__WORK INSTRUCTIONS__
Exactly as written, transcribe each record below.
━━━ THE DATA
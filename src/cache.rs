//! On-disk tile cache.
//!
//! Tiles live at `<root>/<layer>/<zoom>/<x>/<y>.png`, re-encoded as palette
//! PNGs. Writes go through a temporary file in the target directory and are
//! renamed into place, so a reader never sees a half-written tile.

use std::ffi::OsStr;
use std::fs;
use std::io::Write;
use std::path::{Path, PathBuf};
use std::time::Duration;

use color_quant::NeuQuant;
use image::RgbaImage;
use tempfile::NamedTempFile;
use tracing::{debug, info};
use walkdir::WalkDir;

use crate::coords::TileKey;
use crate::error::CacheError;

/// Upper bound on the stored palette size.
pub const PALETTE_COLORS: usize = 128;

/// NeuQuant sampling factor; 1 is slowest and best, 30 is fastest.
const QUANT_SAMPLE_FACTOR: i32 = 10;

#[derive(Debug, Clone)]
pub struct CacheStore {
    root: PathBuf,
}

impl CacheStore {
    pub fn new(root: impl Into<PathBuf>) -> Self {
        Self { root: root.into() }
    }

    pub fn root(&self) -> &Path {
        &self.root
    }

    fn dir_for(&self, key: &TileKey) -> PathBuf {
        self.root
            .join(key.layer())
            .join(key.zoom().to_string())
            .join(key.x().to_string())
    }

    /// Where `key` is (or would be) stored.
    pub fn path_for(&self, key: &TileKey) -> PathBuf {
        self.dir_for(key).join(format!("{}.png", key.y()))
    }

    /// Whether a usable copy of `key` is on disk.
    ///
    /// With `max_age` set, tiles whose modification time is not younger than
    /// it count as missing. A file that no longer decodes is deleted and
    /// reported as missing.
    pub fn has(&self, key: &TileKey, max_age: Option<Duration>) -> bool {
        let path = self.path_for(key);
        let metadata = match fs::metadata(&path) {
            Ok(metadata) if metadata.is_file() => metadata,
            _ => return false,
        };

        if let Some(max_age) = max_age {
            let age = metadata
                .modified()
                .ok()
                .map(|modified| modified.elapsed().unwrap_or(Duration::ZERO));
            match age {
                Some(age) if age < max_age => {}
                _ => {
                    debug!(tile = %key, "Cached tile is stale");
                    return false;
                }
            }
        }

        match image::open(&path) {
            Ok(_) => true,
            Err(err) => {
                info!(tile = %key, error = %err, "Removing corrupt cached tile");
                if let Err(err) = fs::remove_file(&path) {
                    debug!(path = ?path, error = %err, "Could not remove corrupt tile");
                }
                false
            }
        }
    }

    /// Validates `bytes` as an image, re-encodes it with a reduced palette
    /// and stores it under `key`.
    pub fn put(&self, key: &TileKey, bytes: &[u8]) -> Result<PathBuf, CacheError> {
        let decoded = image::load_from_memory(bytes)?;
        let encoded = encode_palette_png(&decoded.to_rgba8())?;

        let dir = self.dir_for(key);
        fs::create_dir_all(&dir).map_err(|e| CacheError::io(&dir, e))?;

        let path = self.path_for(key);
        let mut tmp = NamedTempFile::new_in(&dir).map_err(|e| CacheError::io(&dir, e))?;
        tmp.write_all(&encoded)
            .map_err(|e| CacheError::io(tmp.path(), e))?;
        tmp.persist(&path)?;

        Ok(path)
    }

    /// All stored tiles, sorted, as paths under the cache root.
    pub fn tile_files(&self) -> Result<Vec<PathBuf>, CacheError> {
        let mut out = Vec::new();
        if !self.root.is_dir() {
            return Ok(out);
        }

        for entry in WalkDir::new(&self.root).min_depth(4).max_depth(4) {
            let entry = entry?;
            if entry.file_type().is_file() && has_png_ext(entry.path()) {
                out.push(entry.into_path());
            }
        }

        out.sort();
        Ok(out)
    }
}

fn has_png_ext(path: &Path) -> bool {
    path.extension()
        .and_then(OsStr::to_str)
        .map(|ext| ext.eq_ignore_ascii_case("png"))
        .unwrap_or(false)
}

/// Quantizes to at most [`PALETTE_COLORS`] colours and writes an indexed PNG.
fn encode_palette_png(rgba: &RgbaImage) -> Result<Vec<u8>, CacheError> {
    let (width, height) = rgba.dimensions();
    let pixels = rgba.as_raw();

    let quant = NeuQuant::new(QUANT_SAMPLE_FACTOR, PALETTE_COLORS, pixels);
    let indices: Vec<u8> = pixels
        .chunks_exact(4)
        .map(|px| quant.index_of(px) as u8)
        .collect();

    let color_map = quant.color_map_rgba();
    let mut palette = Vec::with_capacity(color_map.len() / 4 * 3);
    let mut alpha = Vec::with_capacity(color_map.len() / 4);
    for entry in color_map.chunks_exact(4) {
        palette.extend_from_slice(&entry[..3]);
        alpha.push(entry[3]);
    }

    let mut out = Vec::new();
    {
        let mut encoder = png::Encoder::new(&mut out, width, height);
        encoder.set_color(png::ColorType::Indexed);
        encoder.set_depth(png::BitDepth::Eight);
        encoder.set_palette(palette);
        if alpha.iter().any(|&a| a != u8::MAX) {
            encoder.set_trns(alpha);
        }
        encoder.set_compression(png::Compression::Best);

        let mut writer = encoder.write_header()?;
        writer.write_image_data(&indices)?;
        writer.finish()?;
    }
    Ok(out)
}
━━━━━━
__WRITTEN SOLUTION__
filename src/cache.rs
//! On-disk tile cache.
//!
//! Tiles live at `<root>/<layer>/<zoom>/<x>/<y>.png`, re-encoded as palette
//! PNGs. Writes go through a temporary file in the target directory and are
//! renamed into place, so a reader never sees a half-written tile.

use std::ffi::OsStr;
use std::fs;
use std::io::Write;
use std::path::{Path, PathBuf};
use std::time::Duration;

use color_quant::NeuQuant;
use image::RgbaImage;
use tempfile::NamedTempFile;
use tracing::{debug, info};
use walkdir::WalkDir;

use crate::coords::TileKey;
use crate::error::CacheError;

/// Upper bound on the stored palette size.
pub const PALETTE_COLORS: usize = 128;

/// NeuQuant sampling factor; 1 is slowest and best, 30 is fastest.
const QUANT_SAMPLE_FACTOR: i32 = 10;

#[derive(Debug, Clone)]
pub struct CacheStore {
    root: PathBuf,
}

impl CacheStore {
    pub fn new(root: impl Into<PathBuf>) -> Self {
        Self { root: root.into() }
    }

    pub fn root(&self) -> &Path {
        &self.root
    }

    fn dir_for(&self, key: &TileKey) -> PathBuf {
        self.root
            .join(key.layer())
            .join(key.zoom().to_string())
            .join(key.x().to_string())
    }

    /// Where `key` is (or would be) stored.
    pub fn path_for(&self, key: &TileKey) -> PathBuf {
        self.dir_for(key).join(format!("{}.png", key.y()))
    }

    /// Whether a usable copy of `key` is on disk.
    ///
    /// With `max_age` set, tiles whose modification time is not younger than
    /// it count as missing. A file that no longer decodes is deleted and
    /// reported as missing.
    pub fn has(&self, key: &TileKey, max_age: Option<Duration>) -> bool {
        let path = self.path_for(key);
        let metadata = match fs::metadata(&path) {
            Ok(metadata) if metadata.is_file() => metadata,
            _ => return false,
        };

        if let Some(max_age) = max_age {
            let age = metadata
                .modified()
                .ok()
                .map(|modified| modified.elapsed().unwrap_or(Duration::ZERO));
            match age {
                Some(age) if age < max_age => {}
                _ => {
                    debug!(tile = %key, "Cached tile is stale");
                    return false;
                }
            }
        }

        match image::open(&path) {
            Ok(_) => true,
            Err(err) => {
                info!(tile = %key, error = %err, "Removing corrupt cached tile");
                if let Err(err) = fs::remove_file(&path) {
                    debug!(path = ?path, error = %err, "Could not remove corrupt tile");
                }
                false
            }
        }
    }

    /// Validates `bytes` as an image, re-encodes it with a reduced palette
    /// and stores it under `key`.
    pub fn put(&self, key: &TileKey, bytes: &[u8]) -> Result<PathBuf, CacheError> {
        let decoded = image::load_from_memory(bytes)?;
        let encoded = encode_palette_png(&decoded.to_rgba8())?;

        let dir = self.dir_for(key);
        fs::create_dir_all(&dir).map_err(|e| CacheError::io(&dir, e))?;

        let path = self.path_for(key);
        let mut tmp = NamedTempFile::new_in(&dir).map_err(|e| CacheError::io(&dir, e))?;
        tmp.write_all(&encoded)
            .map_err(|e| CacheError::io(tmp.path(), e))?;
        tmp.persist(&path)?;

        Ok(path)
    }

    /// All stored tiles, sorted, as paths under the cache root.
    pub fn tile_files(&self) -> Result<Vec<PathBuf>, CacheError> {
        let mut out = Vec::new();
        if !self.root.is_dir() {
            return Ok(out);
        }

        for entry in WalkDir::new(&self.root).min_depth(4).max_depth(4) {
            let entry = entry?;
            if entry.file_type().is_file() && has_png_ext(entry.path()) {
                out.push(entry.into_path());
            }
        }

        out.sort();
        Ok(out)
    }
}

fn has_png_ext(path: &Path) -> bool {
    path.extension()
        .and_then(OsStr::to_str)
        .map(|ext| ext.eq_ignore_ascii_case("png"))
        .unwrap_or(false)
}

/// Quantizes to at most [`PALETTE_COLORS`] colours and writes an indexed PNG.
fn encode_palette_png(rgba: &RgbaImage) -> Result<Vec<u8>, CacheError> {
    let (width, height) = rgba.dimensions();
    let pixels = rgba.as_raw();

    let quant = NeuQuant::new(QUANT_SAMPLE_FACTOR, PALETTE_COLORS, pixels);
    let indices: Vec<u8> = pixels
        .chunks_exact(4)
        .map(|px| quant.index_of(px) as u8)
        .collect();

    let color_map = quant.color_map_rgba();
    let mut palette = Vec::with_capacity(color_map.len() / 4 * 3);
    let mut alpha = Vec::with_capacity(color_map.len() / 4);
    for entry in color_map.chunks_exact(4) {
        palette.extend_from_slice(&entry[..3]);
        alpha.push(entry[3]);
    }

    let mut out = Vec::new();
    {
        let mut encoder = png::Encoder::new(&mut out, width, height);
        encoder.set_color(png::ColorType::Indexed);
        encoder.set_depth(png::BitDepth::Eight);
        encoder.set_palette(palette);
        if alpha.iter().any(|&a| a != u8::MAX) {
            encoder.set_trns(alpha);
        }
        encoder.set_compression(png::Compression::Best);

        let mut writer = encoder.write_header()?;
        writer.write_image_data(&indices)?;
        writer.finish()?;
    }
    Ok(out)
}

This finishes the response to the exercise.